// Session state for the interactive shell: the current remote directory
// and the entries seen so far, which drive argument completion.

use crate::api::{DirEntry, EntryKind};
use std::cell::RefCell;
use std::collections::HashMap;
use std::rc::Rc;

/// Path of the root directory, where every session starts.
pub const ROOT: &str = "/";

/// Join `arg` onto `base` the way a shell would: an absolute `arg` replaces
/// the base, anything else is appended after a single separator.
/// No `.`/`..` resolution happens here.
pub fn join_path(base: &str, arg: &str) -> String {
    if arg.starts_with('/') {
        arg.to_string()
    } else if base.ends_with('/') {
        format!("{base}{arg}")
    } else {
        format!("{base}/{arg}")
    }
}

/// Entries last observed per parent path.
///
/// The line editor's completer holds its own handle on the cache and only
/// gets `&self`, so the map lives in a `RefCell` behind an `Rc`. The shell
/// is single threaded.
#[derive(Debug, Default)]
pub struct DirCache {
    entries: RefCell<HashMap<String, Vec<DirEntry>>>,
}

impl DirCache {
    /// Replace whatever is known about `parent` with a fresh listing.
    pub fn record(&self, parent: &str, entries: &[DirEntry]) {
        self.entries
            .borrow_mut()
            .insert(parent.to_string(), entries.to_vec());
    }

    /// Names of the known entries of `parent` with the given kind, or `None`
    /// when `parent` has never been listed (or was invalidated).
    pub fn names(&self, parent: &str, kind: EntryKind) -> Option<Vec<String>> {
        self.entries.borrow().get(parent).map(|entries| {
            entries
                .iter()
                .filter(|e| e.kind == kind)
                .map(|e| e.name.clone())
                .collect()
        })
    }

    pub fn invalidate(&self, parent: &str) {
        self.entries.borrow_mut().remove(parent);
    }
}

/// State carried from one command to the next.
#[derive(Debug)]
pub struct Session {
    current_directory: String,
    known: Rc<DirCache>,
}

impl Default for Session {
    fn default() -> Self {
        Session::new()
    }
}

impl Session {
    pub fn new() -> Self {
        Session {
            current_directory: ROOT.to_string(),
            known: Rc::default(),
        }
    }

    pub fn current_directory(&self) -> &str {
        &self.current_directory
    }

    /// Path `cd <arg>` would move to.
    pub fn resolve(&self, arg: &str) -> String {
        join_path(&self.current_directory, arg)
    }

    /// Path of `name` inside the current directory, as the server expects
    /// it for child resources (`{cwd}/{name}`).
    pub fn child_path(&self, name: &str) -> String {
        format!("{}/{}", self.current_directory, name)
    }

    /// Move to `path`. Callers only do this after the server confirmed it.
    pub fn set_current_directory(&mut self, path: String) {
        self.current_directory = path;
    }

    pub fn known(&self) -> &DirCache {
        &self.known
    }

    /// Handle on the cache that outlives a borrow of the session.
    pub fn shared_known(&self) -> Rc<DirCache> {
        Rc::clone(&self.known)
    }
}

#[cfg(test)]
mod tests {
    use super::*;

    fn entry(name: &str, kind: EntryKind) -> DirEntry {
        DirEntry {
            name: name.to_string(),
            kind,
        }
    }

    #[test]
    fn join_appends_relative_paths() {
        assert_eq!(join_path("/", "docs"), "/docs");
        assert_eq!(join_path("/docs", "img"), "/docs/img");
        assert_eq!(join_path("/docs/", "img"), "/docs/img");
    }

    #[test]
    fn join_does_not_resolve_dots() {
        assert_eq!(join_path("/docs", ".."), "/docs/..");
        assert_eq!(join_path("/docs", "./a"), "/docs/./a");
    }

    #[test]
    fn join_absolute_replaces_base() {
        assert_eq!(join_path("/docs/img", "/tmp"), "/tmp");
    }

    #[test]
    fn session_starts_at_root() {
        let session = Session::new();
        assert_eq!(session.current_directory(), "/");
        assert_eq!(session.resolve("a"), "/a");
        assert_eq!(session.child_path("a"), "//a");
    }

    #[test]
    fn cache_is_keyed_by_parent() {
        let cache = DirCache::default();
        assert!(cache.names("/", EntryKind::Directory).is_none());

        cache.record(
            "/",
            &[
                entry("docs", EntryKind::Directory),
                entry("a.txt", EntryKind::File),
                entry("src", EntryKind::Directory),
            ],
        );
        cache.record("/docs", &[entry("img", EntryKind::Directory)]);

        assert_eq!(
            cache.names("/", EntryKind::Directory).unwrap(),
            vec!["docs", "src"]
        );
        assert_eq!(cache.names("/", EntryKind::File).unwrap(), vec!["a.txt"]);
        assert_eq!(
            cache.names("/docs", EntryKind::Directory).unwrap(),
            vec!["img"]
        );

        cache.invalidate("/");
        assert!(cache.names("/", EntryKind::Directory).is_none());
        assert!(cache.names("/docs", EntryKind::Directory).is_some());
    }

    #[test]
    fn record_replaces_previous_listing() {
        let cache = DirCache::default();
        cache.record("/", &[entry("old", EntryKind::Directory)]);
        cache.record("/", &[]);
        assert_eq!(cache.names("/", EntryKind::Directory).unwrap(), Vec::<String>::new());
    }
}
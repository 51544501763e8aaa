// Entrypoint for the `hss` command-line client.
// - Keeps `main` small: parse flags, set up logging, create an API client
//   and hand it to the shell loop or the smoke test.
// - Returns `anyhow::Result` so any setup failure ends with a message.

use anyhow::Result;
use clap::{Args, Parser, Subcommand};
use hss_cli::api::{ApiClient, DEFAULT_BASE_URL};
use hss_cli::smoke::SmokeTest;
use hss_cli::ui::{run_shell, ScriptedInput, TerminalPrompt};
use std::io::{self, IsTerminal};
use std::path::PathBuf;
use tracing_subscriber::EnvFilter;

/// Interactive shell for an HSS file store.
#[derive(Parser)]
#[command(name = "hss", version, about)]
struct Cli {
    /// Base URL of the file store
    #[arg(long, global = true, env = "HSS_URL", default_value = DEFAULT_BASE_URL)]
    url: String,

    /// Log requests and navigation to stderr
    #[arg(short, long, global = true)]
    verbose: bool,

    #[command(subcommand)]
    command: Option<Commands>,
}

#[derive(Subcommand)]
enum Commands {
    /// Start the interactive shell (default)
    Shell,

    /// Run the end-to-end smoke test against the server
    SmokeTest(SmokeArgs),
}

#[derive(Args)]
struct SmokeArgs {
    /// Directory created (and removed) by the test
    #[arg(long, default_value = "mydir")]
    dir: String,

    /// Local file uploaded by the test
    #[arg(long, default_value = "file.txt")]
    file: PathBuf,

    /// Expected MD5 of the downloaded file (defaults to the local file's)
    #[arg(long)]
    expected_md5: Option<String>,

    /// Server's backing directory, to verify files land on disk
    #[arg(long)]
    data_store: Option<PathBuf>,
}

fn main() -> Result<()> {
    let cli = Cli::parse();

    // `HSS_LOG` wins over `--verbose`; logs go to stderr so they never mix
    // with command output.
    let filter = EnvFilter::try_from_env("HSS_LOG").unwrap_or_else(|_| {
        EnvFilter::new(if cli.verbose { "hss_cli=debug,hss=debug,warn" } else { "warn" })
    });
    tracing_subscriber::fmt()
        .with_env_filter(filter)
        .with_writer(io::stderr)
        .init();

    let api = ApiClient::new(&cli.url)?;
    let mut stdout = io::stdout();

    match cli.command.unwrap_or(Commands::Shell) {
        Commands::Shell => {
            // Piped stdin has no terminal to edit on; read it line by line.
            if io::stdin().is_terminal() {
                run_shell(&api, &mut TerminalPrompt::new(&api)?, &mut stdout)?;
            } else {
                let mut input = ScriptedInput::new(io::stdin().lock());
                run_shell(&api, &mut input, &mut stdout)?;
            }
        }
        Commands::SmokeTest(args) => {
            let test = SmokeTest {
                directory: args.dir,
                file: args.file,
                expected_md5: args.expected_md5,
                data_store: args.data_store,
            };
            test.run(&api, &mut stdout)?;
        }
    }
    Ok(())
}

● Task item
Each line in the entries above, starting at the line with "self.entries.borrow_mut().remove(parent);" and ending at the line with "would move to.", is to be printed exactly, and only those lines.

● Solved problem
        self.entries.borrow_mut().remove(parent);
    }
}

/// State carried from one command to the next.
#[derive(Debug)]
pub struct Session {
    current_directory: String,
    known: Rc<DirCache>,
}

impl Default for Session {
    fn default() -> Self {
        Session::new()
    }
}

impl Session {
    pub fn new() -> Self {
        Session {
            current_directory: ROOT.to_string(),
            known: Rc::default(),
        }
    }

    pub fn current_directory(&self) -> &str {
        &self.current_directory
    }

    /// Path `cd <arg>` would move to.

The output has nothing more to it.